(PROVIDED DATA begins)

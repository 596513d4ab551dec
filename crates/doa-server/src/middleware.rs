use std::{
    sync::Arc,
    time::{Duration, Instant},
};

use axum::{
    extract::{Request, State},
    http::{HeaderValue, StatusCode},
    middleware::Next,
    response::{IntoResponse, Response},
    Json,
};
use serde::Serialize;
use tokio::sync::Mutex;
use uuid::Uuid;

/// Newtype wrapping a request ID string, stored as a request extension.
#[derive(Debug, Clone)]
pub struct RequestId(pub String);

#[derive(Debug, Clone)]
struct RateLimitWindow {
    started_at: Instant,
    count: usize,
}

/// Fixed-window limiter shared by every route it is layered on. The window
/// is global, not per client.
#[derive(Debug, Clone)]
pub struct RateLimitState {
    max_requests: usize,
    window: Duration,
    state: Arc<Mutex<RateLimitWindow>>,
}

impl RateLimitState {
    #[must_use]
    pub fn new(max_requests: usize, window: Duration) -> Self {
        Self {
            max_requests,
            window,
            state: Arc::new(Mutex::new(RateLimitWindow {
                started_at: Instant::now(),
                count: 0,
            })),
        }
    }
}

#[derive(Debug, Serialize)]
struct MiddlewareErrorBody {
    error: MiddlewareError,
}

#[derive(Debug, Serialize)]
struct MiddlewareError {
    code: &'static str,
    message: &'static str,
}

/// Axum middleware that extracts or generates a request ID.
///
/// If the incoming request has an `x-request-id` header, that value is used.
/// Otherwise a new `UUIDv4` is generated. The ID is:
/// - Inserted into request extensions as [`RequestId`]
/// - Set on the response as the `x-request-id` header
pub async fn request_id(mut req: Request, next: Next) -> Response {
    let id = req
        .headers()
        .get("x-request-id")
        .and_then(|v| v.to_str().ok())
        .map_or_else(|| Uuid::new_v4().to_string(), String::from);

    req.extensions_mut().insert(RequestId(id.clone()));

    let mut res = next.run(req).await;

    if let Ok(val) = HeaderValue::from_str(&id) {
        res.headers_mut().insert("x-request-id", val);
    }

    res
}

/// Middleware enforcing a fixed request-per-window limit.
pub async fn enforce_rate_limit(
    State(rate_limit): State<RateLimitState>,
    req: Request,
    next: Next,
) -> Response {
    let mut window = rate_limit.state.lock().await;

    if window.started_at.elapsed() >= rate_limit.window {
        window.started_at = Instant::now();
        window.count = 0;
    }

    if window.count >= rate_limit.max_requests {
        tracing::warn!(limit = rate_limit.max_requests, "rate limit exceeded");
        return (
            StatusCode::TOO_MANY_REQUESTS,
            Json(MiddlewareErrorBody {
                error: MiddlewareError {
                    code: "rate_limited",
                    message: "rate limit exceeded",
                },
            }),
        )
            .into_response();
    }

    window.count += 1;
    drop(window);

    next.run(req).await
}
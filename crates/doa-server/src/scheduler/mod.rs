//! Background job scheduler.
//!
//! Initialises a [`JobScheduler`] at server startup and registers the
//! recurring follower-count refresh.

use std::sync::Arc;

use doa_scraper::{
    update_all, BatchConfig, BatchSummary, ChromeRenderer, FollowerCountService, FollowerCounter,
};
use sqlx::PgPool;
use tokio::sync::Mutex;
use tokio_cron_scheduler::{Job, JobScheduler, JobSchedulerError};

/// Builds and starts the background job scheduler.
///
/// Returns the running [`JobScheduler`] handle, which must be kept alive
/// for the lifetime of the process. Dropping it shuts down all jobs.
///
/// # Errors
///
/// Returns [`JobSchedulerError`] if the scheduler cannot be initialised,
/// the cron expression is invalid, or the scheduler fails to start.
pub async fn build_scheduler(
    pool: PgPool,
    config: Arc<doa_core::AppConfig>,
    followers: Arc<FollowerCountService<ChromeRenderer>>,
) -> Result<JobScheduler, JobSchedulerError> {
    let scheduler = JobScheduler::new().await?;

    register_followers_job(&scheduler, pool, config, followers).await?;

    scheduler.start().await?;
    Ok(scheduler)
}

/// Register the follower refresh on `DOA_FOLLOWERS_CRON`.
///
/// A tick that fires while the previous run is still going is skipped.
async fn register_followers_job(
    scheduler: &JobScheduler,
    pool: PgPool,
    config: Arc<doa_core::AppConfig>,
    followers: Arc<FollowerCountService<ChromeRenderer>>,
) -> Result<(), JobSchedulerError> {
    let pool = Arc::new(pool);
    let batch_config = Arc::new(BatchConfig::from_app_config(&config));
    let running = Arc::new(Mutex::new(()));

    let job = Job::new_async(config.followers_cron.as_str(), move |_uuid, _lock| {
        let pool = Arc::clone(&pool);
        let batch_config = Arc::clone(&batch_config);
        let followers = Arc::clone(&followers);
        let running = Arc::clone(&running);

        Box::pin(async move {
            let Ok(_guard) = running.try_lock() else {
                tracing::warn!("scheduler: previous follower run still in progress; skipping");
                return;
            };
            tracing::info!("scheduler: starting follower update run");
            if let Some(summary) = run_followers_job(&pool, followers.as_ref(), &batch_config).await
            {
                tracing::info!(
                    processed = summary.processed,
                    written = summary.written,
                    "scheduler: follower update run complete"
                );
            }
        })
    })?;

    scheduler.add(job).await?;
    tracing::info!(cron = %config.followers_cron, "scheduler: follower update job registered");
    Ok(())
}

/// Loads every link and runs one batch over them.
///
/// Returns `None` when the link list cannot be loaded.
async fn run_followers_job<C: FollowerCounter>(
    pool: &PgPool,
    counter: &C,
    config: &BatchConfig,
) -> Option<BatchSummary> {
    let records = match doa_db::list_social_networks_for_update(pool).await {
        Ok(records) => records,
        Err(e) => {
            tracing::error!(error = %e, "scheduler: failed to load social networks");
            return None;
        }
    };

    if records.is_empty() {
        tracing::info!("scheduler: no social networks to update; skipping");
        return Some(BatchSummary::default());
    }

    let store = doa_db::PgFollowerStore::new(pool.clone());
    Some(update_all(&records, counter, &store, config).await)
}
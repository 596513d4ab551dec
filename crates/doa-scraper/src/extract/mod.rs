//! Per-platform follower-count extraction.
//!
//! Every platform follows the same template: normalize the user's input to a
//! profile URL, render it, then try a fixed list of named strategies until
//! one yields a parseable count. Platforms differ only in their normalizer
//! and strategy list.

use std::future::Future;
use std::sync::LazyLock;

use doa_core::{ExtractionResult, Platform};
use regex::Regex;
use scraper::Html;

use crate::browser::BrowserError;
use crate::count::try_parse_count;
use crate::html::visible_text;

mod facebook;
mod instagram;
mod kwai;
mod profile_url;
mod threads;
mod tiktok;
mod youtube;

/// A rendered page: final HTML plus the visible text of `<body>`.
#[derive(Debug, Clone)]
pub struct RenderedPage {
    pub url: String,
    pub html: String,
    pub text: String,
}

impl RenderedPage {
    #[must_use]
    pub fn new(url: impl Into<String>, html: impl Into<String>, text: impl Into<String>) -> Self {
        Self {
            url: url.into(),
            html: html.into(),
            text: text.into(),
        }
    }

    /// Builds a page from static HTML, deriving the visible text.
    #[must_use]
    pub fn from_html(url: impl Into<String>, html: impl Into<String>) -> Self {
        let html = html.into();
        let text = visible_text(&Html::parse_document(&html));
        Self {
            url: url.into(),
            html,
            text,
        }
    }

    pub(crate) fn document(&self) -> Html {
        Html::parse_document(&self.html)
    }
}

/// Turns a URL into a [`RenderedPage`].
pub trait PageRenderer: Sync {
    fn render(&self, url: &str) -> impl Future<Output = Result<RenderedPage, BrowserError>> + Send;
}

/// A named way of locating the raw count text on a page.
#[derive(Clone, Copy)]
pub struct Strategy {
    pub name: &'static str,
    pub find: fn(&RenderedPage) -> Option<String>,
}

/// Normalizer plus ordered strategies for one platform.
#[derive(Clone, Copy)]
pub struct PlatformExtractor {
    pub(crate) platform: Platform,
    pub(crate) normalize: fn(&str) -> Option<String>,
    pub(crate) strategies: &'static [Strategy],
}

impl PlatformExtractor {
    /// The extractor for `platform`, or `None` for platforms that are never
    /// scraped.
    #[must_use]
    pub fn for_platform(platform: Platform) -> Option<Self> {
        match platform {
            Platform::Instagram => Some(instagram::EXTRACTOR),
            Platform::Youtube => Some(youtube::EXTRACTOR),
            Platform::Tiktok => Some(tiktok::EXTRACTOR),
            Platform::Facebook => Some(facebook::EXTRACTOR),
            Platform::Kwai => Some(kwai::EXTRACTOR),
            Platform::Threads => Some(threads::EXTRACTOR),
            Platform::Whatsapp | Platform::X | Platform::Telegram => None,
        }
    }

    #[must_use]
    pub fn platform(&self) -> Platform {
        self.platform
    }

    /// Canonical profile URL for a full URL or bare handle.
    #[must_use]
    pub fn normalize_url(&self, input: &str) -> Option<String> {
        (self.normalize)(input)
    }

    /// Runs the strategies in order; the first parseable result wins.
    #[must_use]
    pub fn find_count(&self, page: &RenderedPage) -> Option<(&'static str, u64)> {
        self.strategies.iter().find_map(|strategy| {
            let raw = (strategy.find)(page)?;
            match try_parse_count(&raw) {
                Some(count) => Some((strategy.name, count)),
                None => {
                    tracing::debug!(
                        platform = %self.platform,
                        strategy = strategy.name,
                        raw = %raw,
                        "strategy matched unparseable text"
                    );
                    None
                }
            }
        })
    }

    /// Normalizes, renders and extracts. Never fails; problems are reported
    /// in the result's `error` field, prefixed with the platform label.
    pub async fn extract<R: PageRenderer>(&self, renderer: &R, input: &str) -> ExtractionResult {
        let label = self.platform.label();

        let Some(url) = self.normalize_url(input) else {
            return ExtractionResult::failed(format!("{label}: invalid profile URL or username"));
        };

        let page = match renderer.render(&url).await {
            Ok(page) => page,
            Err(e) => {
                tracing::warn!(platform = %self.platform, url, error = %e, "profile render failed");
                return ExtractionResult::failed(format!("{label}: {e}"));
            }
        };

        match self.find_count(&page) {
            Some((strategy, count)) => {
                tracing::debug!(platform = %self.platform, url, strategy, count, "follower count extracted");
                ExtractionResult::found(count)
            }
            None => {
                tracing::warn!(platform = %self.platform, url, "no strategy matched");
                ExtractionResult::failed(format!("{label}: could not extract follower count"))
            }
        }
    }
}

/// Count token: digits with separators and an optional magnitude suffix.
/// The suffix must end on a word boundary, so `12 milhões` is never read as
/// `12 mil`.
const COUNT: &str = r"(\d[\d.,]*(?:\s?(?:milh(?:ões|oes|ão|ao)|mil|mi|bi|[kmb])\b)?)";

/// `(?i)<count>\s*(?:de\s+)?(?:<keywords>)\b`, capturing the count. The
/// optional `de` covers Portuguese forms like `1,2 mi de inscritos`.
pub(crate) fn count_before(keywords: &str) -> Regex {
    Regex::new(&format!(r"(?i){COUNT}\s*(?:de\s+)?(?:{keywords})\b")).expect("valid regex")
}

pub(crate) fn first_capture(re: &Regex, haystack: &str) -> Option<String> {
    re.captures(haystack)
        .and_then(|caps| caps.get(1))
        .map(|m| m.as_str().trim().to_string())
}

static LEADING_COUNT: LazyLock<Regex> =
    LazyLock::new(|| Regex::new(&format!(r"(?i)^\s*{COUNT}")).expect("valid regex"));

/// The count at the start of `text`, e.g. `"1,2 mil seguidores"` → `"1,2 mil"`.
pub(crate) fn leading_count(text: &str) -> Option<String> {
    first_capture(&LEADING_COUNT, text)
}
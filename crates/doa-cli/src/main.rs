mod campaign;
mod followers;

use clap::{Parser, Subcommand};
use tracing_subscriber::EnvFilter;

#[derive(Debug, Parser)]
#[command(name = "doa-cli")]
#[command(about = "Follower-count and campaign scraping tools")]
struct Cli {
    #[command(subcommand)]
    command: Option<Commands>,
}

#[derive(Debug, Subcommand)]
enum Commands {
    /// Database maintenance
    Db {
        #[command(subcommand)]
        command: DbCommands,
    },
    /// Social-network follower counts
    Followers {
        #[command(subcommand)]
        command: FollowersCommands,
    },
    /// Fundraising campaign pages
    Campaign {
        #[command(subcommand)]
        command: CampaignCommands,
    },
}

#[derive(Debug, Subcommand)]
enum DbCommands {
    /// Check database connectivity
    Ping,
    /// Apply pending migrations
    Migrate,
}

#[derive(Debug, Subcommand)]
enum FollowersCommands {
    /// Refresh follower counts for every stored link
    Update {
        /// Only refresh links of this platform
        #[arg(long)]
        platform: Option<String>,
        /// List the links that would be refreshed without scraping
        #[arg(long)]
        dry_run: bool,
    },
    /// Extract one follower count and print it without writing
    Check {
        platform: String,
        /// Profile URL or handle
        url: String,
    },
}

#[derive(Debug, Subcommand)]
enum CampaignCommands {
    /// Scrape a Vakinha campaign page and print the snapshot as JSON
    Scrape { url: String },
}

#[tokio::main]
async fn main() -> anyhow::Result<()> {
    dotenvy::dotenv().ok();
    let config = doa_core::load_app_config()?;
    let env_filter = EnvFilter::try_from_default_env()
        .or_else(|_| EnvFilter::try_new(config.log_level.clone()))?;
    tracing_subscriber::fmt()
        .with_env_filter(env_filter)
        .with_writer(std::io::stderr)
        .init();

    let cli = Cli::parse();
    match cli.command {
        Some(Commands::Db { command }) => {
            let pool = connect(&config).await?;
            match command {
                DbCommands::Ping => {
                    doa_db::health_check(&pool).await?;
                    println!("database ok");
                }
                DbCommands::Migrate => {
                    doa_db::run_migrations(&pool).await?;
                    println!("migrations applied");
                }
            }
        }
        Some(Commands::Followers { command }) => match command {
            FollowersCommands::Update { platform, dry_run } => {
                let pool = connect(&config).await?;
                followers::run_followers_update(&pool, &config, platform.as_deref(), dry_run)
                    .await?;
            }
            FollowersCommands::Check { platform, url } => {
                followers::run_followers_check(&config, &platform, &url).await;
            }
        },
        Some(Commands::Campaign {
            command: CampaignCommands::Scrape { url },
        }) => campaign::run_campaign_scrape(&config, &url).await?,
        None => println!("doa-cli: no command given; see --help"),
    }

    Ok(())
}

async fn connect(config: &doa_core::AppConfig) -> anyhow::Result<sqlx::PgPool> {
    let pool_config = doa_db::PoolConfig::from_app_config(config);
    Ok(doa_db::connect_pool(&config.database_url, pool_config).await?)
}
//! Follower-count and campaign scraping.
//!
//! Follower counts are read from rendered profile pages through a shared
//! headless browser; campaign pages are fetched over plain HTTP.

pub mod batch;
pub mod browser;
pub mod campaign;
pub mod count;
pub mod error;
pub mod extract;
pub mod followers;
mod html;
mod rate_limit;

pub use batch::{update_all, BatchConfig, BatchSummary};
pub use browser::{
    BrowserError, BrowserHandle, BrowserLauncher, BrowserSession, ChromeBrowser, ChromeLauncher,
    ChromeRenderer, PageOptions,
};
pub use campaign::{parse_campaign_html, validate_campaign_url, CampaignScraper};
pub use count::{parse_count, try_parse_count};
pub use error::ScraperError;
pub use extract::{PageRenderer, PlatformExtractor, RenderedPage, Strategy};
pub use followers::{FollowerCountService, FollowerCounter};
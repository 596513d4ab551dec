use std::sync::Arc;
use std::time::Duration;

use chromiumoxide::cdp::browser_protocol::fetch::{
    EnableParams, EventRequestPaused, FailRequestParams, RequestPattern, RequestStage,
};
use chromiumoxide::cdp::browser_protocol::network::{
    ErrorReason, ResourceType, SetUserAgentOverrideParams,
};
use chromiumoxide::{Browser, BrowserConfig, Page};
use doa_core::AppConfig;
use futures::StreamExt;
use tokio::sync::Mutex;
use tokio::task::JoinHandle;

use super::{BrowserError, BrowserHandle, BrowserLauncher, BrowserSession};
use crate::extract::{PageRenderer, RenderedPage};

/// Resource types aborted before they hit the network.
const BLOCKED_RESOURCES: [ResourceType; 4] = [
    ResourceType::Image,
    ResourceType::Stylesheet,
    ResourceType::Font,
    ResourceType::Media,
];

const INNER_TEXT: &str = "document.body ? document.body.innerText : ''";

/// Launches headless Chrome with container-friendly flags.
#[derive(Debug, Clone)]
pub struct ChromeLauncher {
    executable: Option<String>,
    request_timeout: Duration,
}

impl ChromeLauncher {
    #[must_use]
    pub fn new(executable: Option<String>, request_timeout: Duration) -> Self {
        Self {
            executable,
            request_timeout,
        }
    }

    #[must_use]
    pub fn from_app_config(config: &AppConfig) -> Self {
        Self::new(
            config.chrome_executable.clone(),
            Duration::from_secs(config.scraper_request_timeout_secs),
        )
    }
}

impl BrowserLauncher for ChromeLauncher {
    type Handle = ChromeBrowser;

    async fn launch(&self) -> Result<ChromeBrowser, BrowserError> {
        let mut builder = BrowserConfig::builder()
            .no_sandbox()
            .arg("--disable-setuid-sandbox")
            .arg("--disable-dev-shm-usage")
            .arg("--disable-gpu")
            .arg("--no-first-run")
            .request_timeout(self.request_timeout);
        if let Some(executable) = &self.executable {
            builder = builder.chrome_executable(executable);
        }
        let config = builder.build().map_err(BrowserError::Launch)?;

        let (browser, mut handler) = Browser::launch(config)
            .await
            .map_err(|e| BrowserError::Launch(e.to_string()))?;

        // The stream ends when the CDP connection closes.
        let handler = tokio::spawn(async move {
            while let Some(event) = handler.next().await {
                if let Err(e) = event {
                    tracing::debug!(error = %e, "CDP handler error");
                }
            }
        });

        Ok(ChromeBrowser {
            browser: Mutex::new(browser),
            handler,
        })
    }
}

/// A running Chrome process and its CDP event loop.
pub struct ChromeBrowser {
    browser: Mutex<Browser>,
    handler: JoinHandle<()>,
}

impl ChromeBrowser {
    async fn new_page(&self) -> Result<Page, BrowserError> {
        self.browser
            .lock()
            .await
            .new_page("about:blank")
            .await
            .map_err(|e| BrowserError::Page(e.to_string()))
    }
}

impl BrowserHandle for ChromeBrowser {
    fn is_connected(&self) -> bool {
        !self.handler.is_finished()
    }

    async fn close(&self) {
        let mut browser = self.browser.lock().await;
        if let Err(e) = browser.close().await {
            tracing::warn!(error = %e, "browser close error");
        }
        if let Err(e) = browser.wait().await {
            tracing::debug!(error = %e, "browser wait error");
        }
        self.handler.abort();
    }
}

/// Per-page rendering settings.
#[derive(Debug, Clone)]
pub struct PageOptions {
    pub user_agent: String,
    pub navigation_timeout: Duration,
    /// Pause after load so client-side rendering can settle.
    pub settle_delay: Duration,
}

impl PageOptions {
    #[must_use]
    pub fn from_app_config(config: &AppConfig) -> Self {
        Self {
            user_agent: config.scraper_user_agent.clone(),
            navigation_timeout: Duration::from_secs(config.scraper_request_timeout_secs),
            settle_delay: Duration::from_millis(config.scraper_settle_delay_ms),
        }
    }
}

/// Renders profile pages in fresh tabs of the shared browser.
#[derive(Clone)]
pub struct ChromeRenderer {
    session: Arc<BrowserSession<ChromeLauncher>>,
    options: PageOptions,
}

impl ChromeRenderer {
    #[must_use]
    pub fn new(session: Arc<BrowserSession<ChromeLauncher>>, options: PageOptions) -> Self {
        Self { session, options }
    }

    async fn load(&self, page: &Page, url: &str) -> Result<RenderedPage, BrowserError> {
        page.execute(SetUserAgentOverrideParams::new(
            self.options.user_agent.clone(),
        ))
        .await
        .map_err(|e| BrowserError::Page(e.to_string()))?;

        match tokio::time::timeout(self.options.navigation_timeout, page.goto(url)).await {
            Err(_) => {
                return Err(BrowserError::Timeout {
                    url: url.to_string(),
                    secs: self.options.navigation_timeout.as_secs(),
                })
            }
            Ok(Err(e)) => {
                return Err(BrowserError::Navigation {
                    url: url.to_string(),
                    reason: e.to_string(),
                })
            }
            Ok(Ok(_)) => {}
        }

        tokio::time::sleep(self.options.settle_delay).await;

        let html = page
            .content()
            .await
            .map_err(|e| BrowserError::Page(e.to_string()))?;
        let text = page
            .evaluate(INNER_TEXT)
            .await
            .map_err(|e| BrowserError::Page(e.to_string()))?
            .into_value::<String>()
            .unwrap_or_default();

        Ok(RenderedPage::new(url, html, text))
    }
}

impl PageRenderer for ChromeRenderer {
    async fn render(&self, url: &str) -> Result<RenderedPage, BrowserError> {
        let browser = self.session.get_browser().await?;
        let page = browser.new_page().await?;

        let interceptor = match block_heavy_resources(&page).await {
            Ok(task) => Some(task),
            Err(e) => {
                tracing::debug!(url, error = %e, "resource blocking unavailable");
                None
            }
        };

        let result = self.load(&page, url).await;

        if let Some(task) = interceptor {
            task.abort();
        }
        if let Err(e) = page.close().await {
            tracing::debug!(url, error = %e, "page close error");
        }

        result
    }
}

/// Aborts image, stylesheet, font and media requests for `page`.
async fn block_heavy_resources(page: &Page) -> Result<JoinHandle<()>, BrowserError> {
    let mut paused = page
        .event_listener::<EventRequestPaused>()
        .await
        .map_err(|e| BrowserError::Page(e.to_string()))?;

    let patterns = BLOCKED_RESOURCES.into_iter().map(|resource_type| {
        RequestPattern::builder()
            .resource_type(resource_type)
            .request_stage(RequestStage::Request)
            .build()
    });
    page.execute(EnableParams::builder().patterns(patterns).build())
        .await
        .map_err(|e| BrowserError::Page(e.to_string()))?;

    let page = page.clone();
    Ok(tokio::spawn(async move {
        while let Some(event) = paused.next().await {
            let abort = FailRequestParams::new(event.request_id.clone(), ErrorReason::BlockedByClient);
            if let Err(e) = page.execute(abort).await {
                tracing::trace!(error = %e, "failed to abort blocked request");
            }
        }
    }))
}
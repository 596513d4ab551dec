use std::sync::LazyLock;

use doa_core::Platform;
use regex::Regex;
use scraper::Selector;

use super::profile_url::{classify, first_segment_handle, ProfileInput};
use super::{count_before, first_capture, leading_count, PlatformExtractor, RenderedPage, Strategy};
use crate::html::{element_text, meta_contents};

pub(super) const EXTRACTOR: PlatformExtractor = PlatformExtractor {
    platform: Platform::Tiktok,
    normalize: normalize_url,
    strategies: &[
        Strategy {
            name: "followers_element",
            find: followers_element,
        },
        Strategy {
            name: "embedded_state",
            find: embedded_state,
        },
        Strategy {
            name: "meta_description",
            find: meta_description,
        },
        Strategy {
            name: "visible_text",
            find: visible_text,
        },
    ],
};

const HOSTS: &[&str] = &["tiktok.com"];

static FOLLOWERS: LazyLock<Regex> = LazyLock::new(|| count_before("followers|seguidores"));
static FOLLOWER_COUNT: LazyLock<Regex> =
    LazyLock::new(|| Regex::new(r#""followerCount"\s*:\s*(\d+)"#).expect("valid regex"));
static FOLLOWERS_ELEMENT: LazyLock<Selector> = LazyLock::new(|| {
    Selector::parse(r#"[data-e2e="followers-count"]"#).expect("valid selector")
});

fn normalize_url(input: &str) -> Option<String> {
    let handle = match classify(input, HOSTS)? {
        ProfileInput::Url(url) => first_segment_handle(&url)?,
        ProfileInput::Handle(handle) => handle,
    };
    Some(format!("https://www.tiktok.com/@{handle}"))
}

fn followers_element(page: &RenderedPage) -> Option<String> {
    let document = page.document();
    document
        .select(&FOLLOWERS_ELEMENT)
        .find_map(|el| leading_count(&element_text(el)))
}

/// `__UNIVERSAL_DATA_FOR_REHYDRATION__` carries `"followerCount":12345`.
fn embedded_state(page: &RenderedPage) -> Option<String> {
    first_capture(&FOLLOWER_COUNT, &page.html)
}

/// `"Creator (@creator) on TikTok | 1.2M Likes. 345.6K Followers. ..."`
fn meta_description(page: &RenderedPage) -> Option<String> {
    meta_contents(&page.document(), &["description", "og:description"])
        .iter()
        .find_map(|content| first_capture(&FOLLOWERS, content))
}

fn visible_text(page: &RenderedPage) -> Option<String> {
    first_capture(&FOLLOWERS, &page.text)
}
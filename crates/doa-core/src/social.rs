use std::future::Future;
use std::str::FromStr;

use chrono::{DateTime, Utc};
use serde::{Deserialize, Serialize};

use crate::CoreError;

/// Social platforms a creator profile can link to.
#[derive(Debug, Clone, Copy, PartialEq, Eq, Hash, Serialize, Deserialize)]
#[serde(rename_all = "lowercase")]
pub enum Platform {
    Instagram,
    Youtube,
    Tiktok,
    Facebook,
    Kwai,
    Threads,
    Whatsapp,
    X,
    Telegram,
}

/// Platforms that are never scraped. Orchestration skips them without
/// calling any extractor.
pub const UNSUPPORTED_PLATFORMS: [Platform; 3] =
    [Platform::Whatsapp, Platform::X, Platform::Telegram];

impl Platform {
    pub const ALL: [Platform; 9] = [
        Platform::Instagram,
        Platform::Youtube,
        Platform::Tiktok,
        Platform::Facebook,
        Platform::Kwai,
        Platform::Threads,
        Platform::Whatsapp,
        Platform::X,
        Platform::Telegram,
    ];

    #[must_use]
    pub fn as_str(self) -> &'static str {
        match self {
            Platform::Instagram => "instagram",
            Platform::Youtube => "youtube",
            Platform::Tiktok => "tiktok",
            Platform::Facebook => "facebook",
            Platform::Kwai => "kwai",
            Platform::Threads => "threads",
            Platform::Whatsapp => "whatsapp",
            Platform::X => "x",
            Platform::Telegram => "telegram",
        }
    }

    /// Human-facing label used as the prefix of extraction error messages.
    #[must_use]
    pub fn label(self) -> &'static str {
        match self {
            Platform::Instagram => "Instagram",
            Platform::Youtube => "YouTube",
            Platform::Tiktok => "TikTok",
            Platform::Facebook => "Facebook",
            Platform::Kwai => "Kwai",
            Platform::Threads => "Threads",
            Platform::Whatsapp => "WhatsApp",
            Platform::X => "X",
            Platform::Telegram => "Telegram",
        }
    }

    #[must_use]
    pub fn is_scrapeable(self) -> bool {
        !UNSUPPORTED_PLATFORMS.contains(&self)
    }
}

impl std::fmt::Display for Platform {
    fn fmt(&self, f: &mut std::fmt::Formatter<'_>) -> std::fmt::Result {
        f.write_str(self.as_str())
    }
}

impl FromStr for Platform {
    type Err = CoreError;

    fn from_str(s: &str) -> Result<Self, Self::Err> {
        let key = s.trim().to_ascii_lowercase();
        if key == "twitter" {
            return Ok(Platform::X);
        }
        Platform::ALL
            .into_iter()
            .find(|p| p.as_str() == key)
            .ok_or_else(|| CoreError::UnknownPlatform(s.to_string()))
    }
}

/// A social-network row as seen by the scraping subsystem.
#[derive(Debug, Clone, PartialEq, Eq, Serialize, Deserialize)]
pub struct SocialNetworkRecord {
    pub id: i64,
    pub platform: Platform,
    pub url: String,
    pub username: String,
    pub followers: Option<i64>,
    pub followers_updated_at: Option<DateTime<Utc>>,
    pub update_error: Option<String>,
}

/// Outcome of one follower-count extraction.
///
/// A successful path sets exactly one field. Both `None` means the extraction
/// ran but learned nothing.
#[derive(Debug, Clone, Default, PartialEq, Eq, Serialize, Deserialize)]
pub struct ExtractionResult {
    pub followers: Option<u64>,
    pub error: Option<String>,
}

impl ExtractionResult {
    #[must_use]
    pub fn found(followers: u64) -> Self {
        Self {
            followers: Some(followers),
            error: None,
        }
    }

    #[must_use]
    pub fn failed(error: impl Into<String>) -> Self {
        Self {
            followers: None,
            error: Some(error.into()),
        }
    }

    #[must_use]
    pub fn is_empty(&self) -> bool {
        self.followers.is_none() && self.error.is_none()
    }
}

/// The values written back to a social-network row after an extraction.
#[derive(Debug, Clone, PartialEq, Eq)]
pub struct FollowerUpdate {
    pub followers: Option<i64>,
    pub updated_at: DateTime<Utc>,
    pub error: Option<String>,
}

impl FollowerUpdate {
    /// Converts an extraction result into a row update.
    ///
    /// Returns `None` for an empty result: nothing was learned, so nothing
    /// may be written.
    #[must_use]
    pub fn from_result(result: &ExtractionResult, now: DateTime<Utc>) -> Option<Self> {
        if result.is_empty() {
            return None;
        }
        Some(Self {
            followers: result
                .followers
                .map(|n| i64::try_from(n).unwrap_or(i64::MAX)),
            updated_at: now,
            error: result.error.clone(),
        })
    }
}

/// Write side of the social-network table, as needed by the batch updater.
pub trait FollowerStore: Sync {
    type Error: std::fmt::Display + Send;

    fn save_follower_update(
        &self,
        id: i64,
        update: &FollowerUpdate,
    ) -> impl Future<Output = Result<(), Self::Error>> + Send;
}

(PROVIDED DATA ends)

## WHAT IS NEEDED
Among the lines in the data above, find those containing "ChromeBrowser" and give only how many there are.

## RESULT FOR THIS EXERCISE
7